Implementation of an unscenter Kalman filter (UKF). This class derives from FilterBase and overrides the predict() and correct() methods in keeping with the discrete time UKF algorithm. The algorithm was derived from the UKF Wikipedia article at (http://en.wikipedia.org/wiki/Kalman_filter#Unscented_Kalman_filter) …and this paper: J. J. LaViola, Jr., “A comparison of unscented and extended Kalman filtering for estimating quaternion motion,” in Proc. American Control Conf., Denver, CO, June 4–6, 2003, pp. 2435–2440 Obtained here: http://www.cs.ucf.edu/~jjl/pubs/laviola_acc2003.pdf
Ukf(const double alpha, const double kappa, const double beta)¶
Constructor for the Ukf class.
[in] args: - Generic argument container. It is assumed that args constains the alpha parameter, args contains the kappa parameter, and args contains the beta parameter.

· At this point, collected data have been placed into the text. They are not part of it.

//! Path-keyed view of a schema's field definitions.

pub mod defaults;
pub mod hierarchy;
pub mod json_schema;
mod metadata;
mod resolver;

use std::collections::HashSet;

use indexmap::IndexMap;

use crate::{
    domain::{FieldDefinition, FieldType},
    error::SchemaError,
    options::EngineOptions,
    path::{ITEM_PLACEHOLDER, normalize, parse},
};

pub use hierarchy::{FieldNode, build_hierarchy};

/// Flattened, read-only lookup over a schema's fields, built once per schema.
#[derive(Debug, Clone)]
pub struct SchemaFieldIndex {
    fields: IndexMap<String, FieldDefinition>,
    normalized: IndexMap<String, String>,
    containers: HashSet<String>,
    sections: IndexMap<String, String>,
    general_section: String,
}

impl SchemaFieldIndex {
    pub fn new(definitions: &[FieldDefinition]) -> Result<Self, SchemaError> {
        Self::with_options(definitions, &EngineOptions::default())
    }

    pub fn with_options(
        definitions: &[FieldDefinition],
        options: &EngineOptions,
    ) -> Result<Self, SchemaError> {
        let fields = flatten(definitions)?;

        let mut normalized = IndexMap::new();
        let mut containers = HashSet::new();
        let mut sections = IndexMap::new();
        for (key, definition) in &fields {
            let plain = normalize(key);
            normalized.entry(plain.clone()).or_insert_with(|| key.clone());

            let segments: Vec<&str> = plain.split('.').collect();
            if definition.is_complex() {
                containers.insert(plain.clone());
            }
            for depth in 1..segments.len() {
                containers.insert(segments[..depth].join("."));
            }

            let top = segments[0].to_string();
            let owned_by_container = segments.len() > 1 || definition.is_complex();
            let section = if owned_by_container {
                top.clone()
            } else {
                options.general_section.clone()
            };
            // a grouped key seen later promotes a top-level field to its own section
            let promoted = sections.get(&top).is_some_and(|existing| *existing == top);
            if !promoted {
                sections.insert(top, section);
            }
        }

        Ok(Self {
            fields,
            normalized,
            containers,
            sections,
            general_section: options.general_section.clone(),
        })
    }

    pub fn len(&self) -> usize {
        self.fields.len()
    }

    pub fn is_empty(&self) -> bool {
        self.fields.is_empty()
    }

    /// Definitions in depth-first declaration order, containers before their children.
    pub fn iter(&self) -> impl Iterator<Item = &FieldDefinition> {
        self.fields.values()
    }

    pub fn keys(&self) -> impl Iterator<Item = &str> {
        self.fields.keys().map(String::as_str)
    }

    pub fn get(&self, template: &str) -> Option<&FieldDefinition> {
        self.fields.get(template)
    }

    pub fn by_normalized(&self, normalized: &str) -> Option<&FieldDefinition> {
        self.normalized
            .get(normalized)
            .and_then(|key| self.fields.get(key))
    }

    pub fn by_label(&self, label: &str) -> Option<&FieldDefinition> {
        let label = label.trim();
        if label.is_empty() {
            return None;
        }
        self.fields.values().find(|field| field.label.trim() == label)
    }

    /// Any path flavor (template, concrete, normalized) that names a schema field.
    pub fn resolve(&self, path: &str) -> Option<&FieldDefinition> {
        self.get(path)
            .or_else(|| self.by_normalized(&normalize(path)))
    }

    /// `true` for complex fields and for groups implied by dotted keys.
    pub fn is_container(&self, normalized: &str) -> bool {
        self.containers.contains(normalized)
    }

    /// Section that owns `path` (any flavor), or `None` when no schema field lives there.
    pub fn find_section(&self, path: &str) -> Option<&str> {
        let plain = normalize(path);
        let top = plain.split('.').next().filter(|top| !top.is_empty())?;
        self.sections.get(top).map(String::as_str)
    }

    /// Section ids in declaration order, without duplicates.
    pub fn section_ids(&self) -> Vec<&str> {
        let mut seen = HashSet::new();
        self.sections
            .values()
            .map(String::as_str)
            .filter(|id| seen.insert(*id))
            .collect()
    }

    pub fn general_section(&self) -> &str {
        &self.general_section
    }
}

/// Depth-first flattening: one entry per field, complex fields included, keys fully qualified.
pub fn flatten(
    definitions: &[FieldDefinition],
) -> Result<IndexMap<String, FieldDefinition>, SchemaError> {
    let mut out = IndexMap::new();
    collect(definitions, None, &mut out)?;
    Ok(out)
}

fn collect(
    definitions: &[FieldDefinition],
    parent: Option<(&str, FieldType)>,
    out: &mut IndexMap<String, FieldDefinition>,
) -> Result<(), SchemaError> {
    for definition in definitions {
        let key = qualify(parent, &definition.key)?;
        parse(&key).map_err(|source| SchemaError::InvalidKey {
            key: key.clone(),
            source,
        })?;
        if out.contains_key(&key) {
            return Err(SchemaError::DuplicateKey { key });
        }
        let mut entry = definition.clone();
        entry.key = key.clone();
        out.insert(key.clone(), entry);
        if definition.is_complex() {
            collect(
                definition.nested(),
                Some((key.as_str(), definition.field_type)),
                out,
            )?;
        }
    }
    Ok(())
}

fn qualify(parent: Option<(&str, FieldType)>, key: &str) -> Result<String, SchemaError> {
    let key = key.trim();
    if key.is_empty() {
        return Err(SchemaError::EmptyKey);
    }
    let Some((parent_key, parent_type)) = parent else {
        return Ok(key.to_string());
    };

    let prefix = if parent_type == FieldType::Array {
        format!("{parent_key}[{ITEM_PLACEHOLDER}]")
    } else {
        parent_key.to_string()
    };
    if key
        .strip_prefix(prefix.as_str())
        .is_some_and(|rest| rest.starts_with('.'))
    {
        return Ok(key.to_string());
    }
    if let Some(rest) = key.strip_prefix(parent_key)
        && rest.starts_with('.')
    {
        return Ok(format!("{prefix}{rest}"));
    }
    Ok(format!("{prefix}.{key}"))
}
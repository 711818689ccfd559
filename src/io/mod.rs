//! Reading documents and writing results in the compiled-in formats.

mod format;
mod input;
mod output;

pub use format::DocumentFormat;
pub use input::{parse_document_any, parse_document_str};
pub use output::{OutputOptions, emit, render};
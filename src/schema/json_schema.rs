//! Field definitions derived from a JSON Schema document.
//!
//! Objects with properties become `object` fields, arrays of objects become `array` fields with
//! `itemFields`, everything else maps to a simple field type. Keys are emitted fully qualified
//! (`materialList[item].country`).

use std::collections::HashSet;

use anyhow::{Context, Result, anyhow, bail};
use schemars::schema::{
    ArrayValidation, InstanceType, ObjectValidation, RootSchema, SchemaObject, SingleOrVec,
};
use serde_json::Value;

use super::{
    metadata::{extension_string, prettify_label},
    resolver::SchemaResolver,
};
use crate::{
    domain::{FieldDefinition, FieldType},
    path::ITEM_PLACEHOLDER,
};

/// Deserialize a JSON value into a `RootSchema`.
pub fn load_root_schema(value: &Value) -> Result<RootSchema> {
    serde_json::from_value(value.clone()).context("schema is not a valid JSON Schema document")
}

pub fn field_definitions(schema_value: &Value) -> Result<Vec<FieldDefinition>> {
    let root = load_root_schema(schema_value)?;
    let resolver = SchemaResolver::new(schema_value, &root);
    let root_object = resolver
        .root_object()
        .cloned()
        .ok_or_else(|| anyhow!("root schema must be an object"))?;
    ensure_object_schema(&root_object)?;
    let object = root_object
        .object
        .as_ref()
        .context("root schema must define properties")?;
    build_fields(&resolver, object, None)
}

#[derive(Debug, Clone, Copy)]
enum Parent<'a> {
    Object(&'a str),
    ArrayItem(&'a str),
}

fn child_key(parent: Option<Parent<'_>>, name: &str) -> String {
    match parent {
        None => name.to_string(),
        Some(Parent::Object(key)) => format!("{key}.{name}"),
        Some(Parent::ArrayItem(key)) => format!("{key}[{ITEM_PLACEHOLDER}].{name}"),
    }
}

fn build_fields(
    resolver: &SchemaResolver<'_>,
    object: &ObjectValidation,
    parent: Option<Parent<'_>>,
) -> Result<Vec<FieldDefinition>> {
    let required = required_set(object);
    let mut fields = Vec::with_capacity(object.properties.len());
    for (name, property_schema) in &object.properties {
        let resolved = resolver
            .resolve_schema(property_schema)
            .with_context(|| format!("failed to resolve property '{name}'"))?;
        let key = child_key(parent, name);
        let field = build_field(resolver, &resolved, name, key, required.contains(name))
            .with_context(|| format!("unsupported schema for field '{name}'"))?;
        fields.push(field);
    }
    Ok(fields)
}

fn build_field(
    resolver: &SchemaResolver<'_>,
    schema: &SchemaObject,
    name: &str,
    key: String,
    required: bool,
) -> Result<FieldDefinition> {
    let metadata = schema.metadata.as_ref();
    let label = metadata
        .and_then(|m| m.title.clone())
        .unwrap_or_else(|| prettify_label(name));
    let mut definition =
        FieldDefinition::new(key, label, FieldType::Text).with_required(required);
    if let Some(description) = metadata.and_then(|m| m.description.clone()) {
        definition = definition.with_description(description);
    }
    definition.default = metadata.and_then(|m| m.default.clone());
    definition.urn = extension_string(schema, "x-urn");

    if let Some(options) = &schema.enum_values {
        definition.field_type = FieldType::Select;
        definition.options = options
            .iter()
            .map(|value| match value {
                Value::String(s) => s.clone(),
                other => other.to_string(),
            })
            .collect();
        return Ok(definition);
    }

    match instance_type(schema) {
        Some(InstanceType::String) | None if !is_object_schema(schema) => {
            definition.field_type = string_type(schema.format.as_deref());
        }
        Some(InstanceType::Integer) => definition.field_type = FieldType::Integer,
        Some(InstanceType::Number) => definition.field_type = FieldType::Number,
        Some(InstanceType::Boolean) => definition.field_type = FieldType::Checkbox,
        Some(InstanceType::Object) | None => {
            definition.field_type = FieldType::Object;
            if let Some(object) = schema.object.as_ref() {
                definition.object_fields =
                    build_fields(resolver, object, Some(Parent::Object(&definition.key)))?;
            }
        }
        Some(InstanceType::Array) => {
            definition.field_type = FieldType::Array;
            let array = schema
                .array
                .as_ref()
                .context("array schema must define items")?;
            let items = resolve_array_items(resolver, array)?;
            if let Some(object) = items.object.as_ref().filter(|_| is_object_schema(&items)) {
                definition.item_type = Some(FieldType::Object);
                definition.item_fields =
                    build_fields(resolver, object, Some(Parent::ArrayItem(&definition.key)))?;
            } else {
                definition = definition.with_item_type(scalar_type(&items));
            }
        }
        Some(other) => bail!("unsupported field type {other:?}"),
    }
    Ok(definition)
}

fn string_type(format: Option<&str>) -> FieldType {
    match format {
        Some("date") => FieldType::Date,
        Some("date-time") => FieldType::Datetime,
        Some("time") => FieldType::Time,
        Some("email") | Some("idn-email") => FieldType::Email,
        Some("uri") | Some("url") | Some("iri") => FieldType::Url,
        _ => FieldType::Text,
    }
}

fn scalar_type(schema: &SchemaObject) -> FieldType {
    if schema.enum_values.is_some() {
        return FieldType::Select;
    }
    match instance_type(schema) {
        Some(InstanceType::Integer) => FieldType::Integer,
        Some(InstanceType::Number) => FieldType::Number,
        Some(InstanceType::Boolean) => FieldType::Checkbox,
        Some(InstanceType::Array) => FieldType::Array,
        Some(InstanceType::String) | None => string_type(schema.format.as_deref()),
        _ => FieldType::Other,
    }
}

fn resolve_array_items(
    resolver: &SchemaResolver<'_>,
    array: &ArrayValidation,
) -> Result<SchemaObject> {
    let items = array
        .items
        .as_ref()
        .context("array schema must define items")?;
    match items {
        SingleOrVec::Single(schema) => resolver.resolve_schema(schema),
        SingleOrVec::Vec(list) => match list.first() {
            Some(first) => resolver.resolve_schema(first),
            None => bail!("tuple arrays without items are not supported"),
        },
    }
}

fn required_set(object: &ObjectValidation) -> HashSet<String> {
    object.required.iter().cloned().collect()
}

fn is_object_schema(schema: &SchemaObject) -> bool {
    match instance_type(schema) {
        Some(InstanceType::Object) => true,
        None => schema.object.is_some(),
        _ => false,
    }
}

fn instance_type(schema: &SchemaObject) -> Option<InstanceType> {
    schema.instance_type.as_ref().and_then(|kind| match kind {
        SingleOrVec::Single(single) => Some(**single),
        SingleOrVec::Vec(items) => items
            .iter()
            .cloned()
            .find(|item| *item != InstanceType::Null),
    })
}

fn ensure_object_schema(schema: &SchemaObject) -> Result<()> {
    if is_object_schema(schema) {
        Ok(())
    } else {
        bail!("schema must describe an object")
    }
}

correct(const LocalizationFilterMeasurement &measurement, const std::vector<size_t> &update_vector)¶
Carries out the correct step in the predict/update cycle.
[in] measurement: - The measurement to fuse with our estimate
predict(const LocalizationFilterPrediction &odom_prediction = LocalizationFilterPrediction())¶
Carries out the predict step in the predict/update cycle.
Projects the state and error matrices forward using a model of the vehicle’s motion.
[in] referenceTime: - The time at which the prediction is being made
[in] odom_prediction: - The predicted state from the odometry
The UKF sigma points.
Used to sample possible next states during prediction.
This matrix is used to generate the sigmaPoints_.
The weights associated with each sigma point when generating a new state.
The weights associated with each sigma point when calculating a predicted estimateErrorCovariance_.
Used in weight generation for the sigma points.